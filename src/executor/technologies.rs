use regex::Regex;
use scraper::Html;
use serde::Serialize;
use std::collections::{BTreeMap, BTreeSet, HashMap};
use std::sync::OnceLock;
use tracing::warn;

use crate::utils::html::meta_content;

/// Technologies found on a page, grouped by category
#[derive(Debug, Clone, Default, Serialize)]
pub struct TechnologyReport {
    pub frameworks: Vec<String>,
    pub cms: Vec<String>,
    pub libraries: Vec<String>,
    pub analytics: Vec<String>,
    pub servers: Vec<String>,
    /// generator / application-name / theme meta tags
    pub meta: BTreeMap<String, String>,
    pub summary: TechnologySummary,
}

#[derive(Debug, Clone, Default, Serialize)]
pub struct TechnologySummary {
    pub total_technologies: usize,
    pub categories: BTreeMap<String, usize>,
}

#[derive(Debug, Clone, Copy, PartialEq, Eq)]
enum Category {
    Frameworks,
    Cms,
    Libraries,
    Analytics,
}

/// Markup signatures, matched case-insensitively against the raw HTML
const SIGNATURES: &[(Category, &str, &[&str])] = &[
    (Category::Frameworks, "React", &[r"react(\.min)?\.js", r"react-dom", r"data-reactroot", r"__react"]),
    (Category::Frameworks, "Vue.js", &[r"vue(\.min)?\.js", r"data-v-[0-9a-f]", r"__vue"]),
    (Category::Frameworks, "Angular", &[r"angular(\.min)?\.js", r"ng-app", r"ng-controller", r"ng-version"]),
    (Category::Frameworks, "Next.js", &[r"/_next/", r"__next_data__"]),
    (Category::Frameworks, "Nuxt.js", &[r"/_nuxt/", r"__nuxt__"]),
    (Category::Frameworks, "Svelte", &[r"svelte(\.min)?\.js", r#"class="[^"]*svelte-"#]),
    (Category::Frameworks, "Ember.js", &[r"ember(\.min)?\.js", r"ember-application"]),
    (Category::Cms, "WordPress", &[r"wp-content/", r"wp-includes/", r"/wp-json/"]),
    (Category::Cms, "Drupal", &[r"drupal\.settings", r"/sites/default/files"]),
    (Category::Cms, "Joomla", &[r"/components/com_", r"option=com_"]),
    (Category::Cms, "Shopify", &[r"cdn\.shopify\.com", r"myshopify\.com"]),
    (Category::Cms, "Wix", &[r"static\.wixstatic\.com", r"parastorage\.com"]),
    (Category::Cms, "Squarespace", &[r"static1\.squarespace\.com"]),
    (Category::Cms, "Magento", &[r"mage/cookies", r"/static/frontend/magento"]),
    (Category::Libraries, "jQuery", &[r"jquery(-[0-9.]+)?(\.min)?\.js"]),
    (Category::Libraries, "Bootstrap", &[r"bootstrap(\.min)?\.(js|css)"]),
    (Category::Libraries, "Tailwind CSS", &[r"tailwindcss", r"tailwind(\.min)?\.css"]),
    (Category::Libraries, "Font Awesome", &[r"font-?awesome"]),
    (Category::Libraries, "Lodash", &[r"lodash(\.min)?\.js"]),
    (Category::Libraries, "Moment.js", &[r"moment(\.min)?\.js"]),
    (Category::Libraries, "Chart.js", &[r"chart(\.min)?\.js"]),
    (Category::Libraries, "Three.js", &[r"three(\.min)?\.js"]),
    (Category::Analytics, "Google Analytics", &[r"google-analytics\.com", r"gtag/js", r"gtag\("]),
    (Category::Analytics, "Google Tag Manager", &[r"googletagmanager\.com/gtm\.js", r"gtm\.start"]),
    (Category::Analytics, "Facebook Pixel", &[r"connect\.facebook\.net", r"fbq\("]),
    (Category::Analytics, "Hotjar", &[r"static\.hotjar\.com", r"_hjsettings"]),
    (Category::Analytics, "Mixpanel", &[r"cdn\.mxpnl\.com", r"mixpanel\.init"]),
    (Category::Analytics, "Segment", &[r"cdn\.segment\.com", r"analytics\.load\("]),
];

/// `server` header fragments
const SERVERS: &[(&str, &str)] = &[
    ("nginx", "Nginx"),
    ("apache", "Apache"),
    ("cloudflare", "Cloudflare"),
    ("microsoft-iis", "Microsoft IIS"),
    ("litespeed", "LiteSpeed"),
    ("caddy", "Caddy"),
];

/// `x-powered-by` header fragments
const BACKENDS: &[(&str, &str)] = &[
    ("php", "PHP"),
    ("asp.net", "ASP.NET"),
    ("express", "Express.js"),
    ("next.js", "Next.js"),
];

struct Signature {
    category: Category,
    name: &'static str,
    patterns: Vec<Regex>,
}

fn signatures() -> &'static [Signature] {
    static COMPILED: OnceLock<Vec<Signature>> = OnceLock::new();

    COMPILED.get_or_init(|| {
        SIGNATURES
            .iter()
            .map(|(category, name, patterns)| Signature {
                category: *category,
                name: *name,
                patterns: patterns
                    .iter()
                    .filter_map(|pattern| match Regex::new(&format!("(?i){}", pattern)) {
                        Ok(regex) => Some(regex),
                        Err(e) => {
                            warn!("Invalid signature '{}' for {}: {}", pattern, name, e);
                            None
                        }
                    })
                    .collect(),
            })
            .collect()
    })
}

/// Detect technologies from page markup and response headers
pub fn detect(html: &str, headers: &HashMap<String, String>) -> TechnologyReport {
    let mut found: BTreeMap<&'static str, BTreeSet<String>> = BTreeMap::new();

    for signature in signatures() {
        if signature.patterns.iter().any(|pattern| pattern.is_match(html)) {
            let bucket = match signature.category {
                Category::Frameworks => "frameworks",
                Category::Cms => "cms",
                Category::Libraries => "libraries",
                Category::Analytics => "analytics",
            };
            found.entry(bucket).or_default().insert(signature.name.to_string());
        }
    }

    let header = |name: &str| headers.get(name).map(|v| v.to_ascii_lowercase()).unwrap_or_default();
    let server = header("server");
    let powered_by = header("x-powered-by");

    let servers = found.entry("servers").or_default();
    for (fragment, name) in SERVERS {
        if server.contains(fragment) {
            servers.insert(name.to_string());
        }
    }
    for (fragment, name) in BACKENDS {
        if powered_by.contains(fragment) {
            servers.insert(name.to_string());
        }
    }

    let document = Html::parse_document(html);
    let meta: BTreeMap<String, String> = [
        ("generator", "generator"),
        ("application-name", "application_name"),
        ("theme", "theme"),
    ]
    .iter()
    .filter_map(|(name, key)| {
        meta_content(&document, "name", name)
            .filter(|content| !content.is_empty())
            .map(|content| (key.to_string(), content))
    })
    .collect();

    let mut take = |bucket: &str| -> Vec<String> {
        found.remove(bucket).map(|set| set.into_iter().collect()).unwrap_or_default()
    };

    let mut report = TechnologyReport {
        frameworks: take("frameworks"),
        cms: take("cms"),
        libraries: take("libraries"),
        analytics: take("analytics"),
        servers: take("servers"),
        meta,
        summary: TechnologySummary::default(),
    };

    let categories: BTreeMap<String, usize> = [
        ("frameworks", report.frameworks.len()),
        ("cms", report.cms.len()),
        ("libraries", report.libraries.len()),
        ("analytics", report.analytics.len()),
        ("servers", report.servers.len()),
    ]
    .into_iter()
    .map(|(name, n)| (name.to_string(), n))
    .collect();

    report.summary = TechnologySummary {
        total_technologies: categories.values().sum(),
        categories,
    };

    report
}

#[cfg(test)]
mod tests {
    use super::*;

    #[test]
    fn test_detects_markup_and_headers() {
        let html = r#"<html><head>
            <meta name="generator" content="WordPress 6.4">
            <link rel="stylesheet" href="/wp-content/themes/x/bootstrap.min.css">
            <script src="https://code.jquery.com/jquery-3.7.1.min.js"></script>
            <script async src="https://www.googletagmanager.com/gtag/js?id=G-1"></script>
        </head><body><div id="__next"></div><script id="__NEXT_DATA__">{}</script></body></html>"#;

        let headers = HashMap::from([
            ("server".to_string(), "nginx/1.25".to_string()),
            ("x-powered-by".to_string(), "PHP/8.2".to_string()),
        ]);

        let report = detect(html, &headers);

        assert_eq!(report.cms, vec!["WordPress".to_string()]);
        assert_eq!(report.frameworks, vec!["Next.js".to_string()]);
        assert_eq!(report.libraries, vec!["Bootstrap".to_string(), "jQuery".to_string()]);
        assert_eq!(report.analytics, vec!["Google Analytics".to_string()]);
        assert_eq!(report.servers, vec!["Nginx".to_string(), "PHP".to_string()]);
        assert_eq!(report.meta.get("generator").map(String::as_str), Some("WordPress 6.4"));
        assert_eq!(report.summary.total_technologies, 7);
    }

    #[test]
    fn test_plain_page_detects_nothing() {
        let report = detect("<html><body><p>hi</p></body></html>", &HashMap::new());
        assert_eq!(report.summary.total_technologies, 0);
        assert!(report.meta.is_empty());
    }
}
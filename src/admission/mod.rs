//! Admission control in front of the expensive scrape path: a per-domain
//! sliding-window rate limiter and a TTL response cache, both backed by a
//! shared [`KvStore`](crate::storage::KvStore).

pub mod cache;
pub mod rate_limit;

// Re-export common types
pub use self::cache::{CacheMode, ResponseCache};
pub use self::rate_limit::{domain_of, RateDecision, RateLimiter};
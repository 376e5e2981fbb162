use scraper::Html;
use serde::Serialize;
use std::collections::HashSet;
use url::Url;

use crate::utils::html::{resolve_link, select_all};

#[derive(Debug, Clone, Serialize)]
pub struct ImageEntry {
    pub url: String,
    pub alt: Option<String>,
    pub width: Option<u32>,
    pub height: Option<u32>,
    pub loading: Option<String>,
    /// Lowercase file extension taken from the path, when there is one
    pub format: Option<String>,
}

/// `<img>` inventory of a page
#[derive(Debug, Clone, Serialize)]
pub struct ImageReport {
    pub total_found: usize,
    pub total_listed: usize,
    pub images: Vec<ImageEntry>,
    pub missing_alt: usize,
    pub lazy_loaded: usize,
}

fn dimension(value: Option<&str>) -> Option<u32> {
    value?.trim().trim_end_matches("px").parse().ok()
}

fn format_of(url: &Url) -> Option<String> {
    let file = url.path_segments()?.last()?;
    let (_, extension) = file.rsplit_once('.')?;
    if extension.is_empty() || extension.len() > 5 {
        return None;
    }
    Some(extension.to_ascii_lowercase())
}

/// List the distinct images of `html` as absolute URLs, keeping at most
/// `max_images` entries
pub fn inventory(html: &str, page_url: &str, max_images: usize) -> ImageReport {
    let document = Html::parse_document(html);
    let base = Url::parse(page_url).ok();

    let mut seen = HashSet::new();
    let mut images = Vec::new();
    let mut missing_alt = 0;
    let mut lazy_loaded = 0;

    let tags = select_all(&document, "img");
    for img in &tags {
        let element = img.value();

        let source = element
            .attr("src")
            .or_else(|| element.attr("data-src"))
            .unwrap_or("");
        let resolved = match &base {
            Some(base) => resolve_link(base, source),
            None => Url::parse(source).ok(),
        };
        let Some(resolved) = resolved else {
            continue;
        };

        if !seen.insert(resolved.to_string()) {
            continue;
        }

        let alt = element
            .attr("alt")
            .map(str::trim)
            .filter(|alt| !alt.is_empty())
            .map(str::to_string);
        if alt.is_none() {
            missing_alt += 1;
        }

        let loading = element.attr("loading").map(str::to_ascii_lowercase);
        if loading.as_deref() == Some("lazy") {
            lazy_loaded += 1;
        }

        images.push(ImageEntry {
            format: format_of(&resolved),
            url: resolved.to_string(),
            alt,
            width: dimension(element.attr("width")),
            height: dimension(element.attr("height")),
            loading,
        });
    }

    let total_found = images.len();
    images.truncate(max_images);

    ImageReport {
        total_found,
        total_listed: images.len(),
        images,
        missing_alt,
        lazy_loaded,
    }
}

#[cfg(test)]
mod tests {
    use super::*;

    #[test]
    fn test_inventory_resolves_and_dedupes() {
        let html = r#"<body>
            <img src="/img/logo.PNG" alt="Logo" width="120" height="40px">
            <img src="https://cdn.example.com/hero.jpg" loading="lazy">
            <img src="/img/logo.PNG" alt="Logo again">
            <img data-src="photos/cat.webp" alt="">
            <img src="data:image/gif;base64,R0lGOD">
        </body>"#;

        let report = inventory(html, "https://example.com/blog/", 10);

        assert_eq!(report.total_found, 3);
        assert_eq!(report.images[0].url, "https://example.com/img/logo.PNG");
        assert_eq!(report.images[0].format.as_deref(), Some("png"));
        assert_eq!(report.images[0].width, Some(120));
        assert_eq!(report.images[0].height, Some(40));
        assert_eq!(report.images[2].url, "https://example.com/blog/photos/cat.webp");
        assert_eq!(report.missing_alt, 2);
        assert_eq!(report.lazy_loaded, 1);
    }

    #[test]
    fn test_inventory_is_capped() {
        let html: String = (0..30).map(|i| format!("<img src=\"/{}.gif\">", i)).collect();
        let report = inventory(&html, "https://example.com/", 20);

        assert_eq!(report.total_found, 30);
        assert_eq!(report.total_listed, 20);
        assert_eq!(report.images.len(), 20);
    }
}
use scraper::Html;
use serde::{Deserialize, Serialize};
use std::collections::{BTreeMap, HashSet};
use url::Url;

use crate::utils::html::{count, first_text, meta_content, resolve_link, select_all};

#[derive(Debug, Clone, PartialEq, Serialize, Deserialize)]
pub struct ElementCounts {
    pub paragraphs: usize,
    pub images: usize,
    pub links: usize,
    pub lists: usize,
    pub tables: usize,
    pub forms: usize,
}

/// Structural data extracted from every fetched page
#[derive(Debug, Clone, PartialEq, Serialize, Deserialize)]
pub struct ScrapingData {
    pub title: String,
    pub meta_description: Option<String>,
    /// Absolute http(s) links, deduplicated in document order
    pub links: Vec<String>,
    /// Distinct links found, before capping
    pub links_count: usize,
    pub headers: BTreeMap<String, usize>,
    pub images_count: usize,
    pub element_counts: ElementCounts,
}

/// Parse the basic structure of `html` fetched from `page_url`
pub fn parse(html: &str, page_url: &Url, max_links: usize) -> ScrapingData {
    let document = Html::parse_document(html);

    let title = first_text(&document, "title").unwrap_or_default();
    let meta_description = meta_content(&document, "name", "description");

    let mut seen = HashSet::new();
    let links: Vec<String> = select_all(&document, "a[href]")
        .iter()
        .filter_map(|anchor| anchor.value().attr("href"))
        .filter_map(|href| resolve_link(page_url, href))
        .map(|link| link.to_string())
        .filter(|link| seen.insert(link.clone()))
        .collect();
    let links_count = links.len();

    let headers = (1..=6)
        .map(|level| {
            let tag = format!("h{}", level);
            let found = count(&document, &tag);
            (tag, found)
        })
        .collect();

    let images_count = count(&document, "img");

    let element_counts = ElementCounts {
        paragraphs: count(&document, "p"),
        images: images_count,
        links: count(&document, "a"),
        lists: count(&document, "ul, ol"),
        tables: count(&document, "table"),
        forms: count(&document, "form"),
    };

    ScrapingData {
        title,
        meta_description,
        links: links.into_iter().take(max_links).collect(),
        links_count,
        headers,
        images_count,
        element_counts,
    }
}

#[cfg(test)]
mod tests {
    use super::*;

    const PAGE: &str = r#"<html><head>
        <title>  Example
            Domain </title>
        <meta name="Description" content="An example page">
    </head><body>
        <h1>Main</h1><h2>One</h2><h2>Two</h2>
        <p>First</p><p>Second</p>
        <a href="/about">About</a>
        <a href="/about#team">Team</a>
        <a href="https://other.org/x">Other</a>
        <a href="mailto:hi@example.com">Mail</a>
        <a href="javascript:void(0)">Nothing</a>
        <ul><li>a</li></ul><ol><li>b</li></ol>
        <img src="a.png"><img src="b.png">
        <table></table><form></form>
    </body></html>"#;

    #[test]
    fn test_parse_structure() {
        let base = Url::parse("https://example.com/index.html").unwrap();
        let data = parse(PAGE, &base, 50);

        assert_eq!(data.title, "Example Domain");
        assert_eq!(data.meta_description.as_deref(), Some("An example page"));
        assert_eq!(data.links, vec!["https://example.com/about", "https://other.org/x"]);
        assert_eq!(data.links_count, 2);
        assert_eq!(data.headers["h1"], 1);
        assert_eq!(data.headers["h2"], 2);
        assert_eq!(data.headers["h6"], 0);
        assert_eq!(data.images_count, 2);
        assert_eq!(
            data.element_counts,
            ElementCounts {
                paragraphs: 2,
                images: 2,
                links: 5,
                lists: 2,
                tables: 1,
                forms: 1,
            }
        );
    }

    #[test]
    fn test_links_are_capped() {
        let base = Url::parse("https://example.com/").unwrap();
        let data = parse(PAGE, &base, 1);
        assert_eq!(data.links.len(), 1);
        assert_eq!(data.links_count, 2);
    }

    #[test]
    fn test_empty_page() {
        let base = Url::parse("https://example.com/").unwrap();
        let data = parse("", &base, 50);
        assert_eq!(data.title, "");
        assert!(data.links.is_empty());
        assert_eq!(data.headers.len(), 6);
    }
}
__________
# Problem requirements:
Filter the records above for lines with "ImageEntry".

# Written answer:
pub struct ImageEntry {
    pub images: Vec<ImageEntry>,
        images.push(ImageEntry {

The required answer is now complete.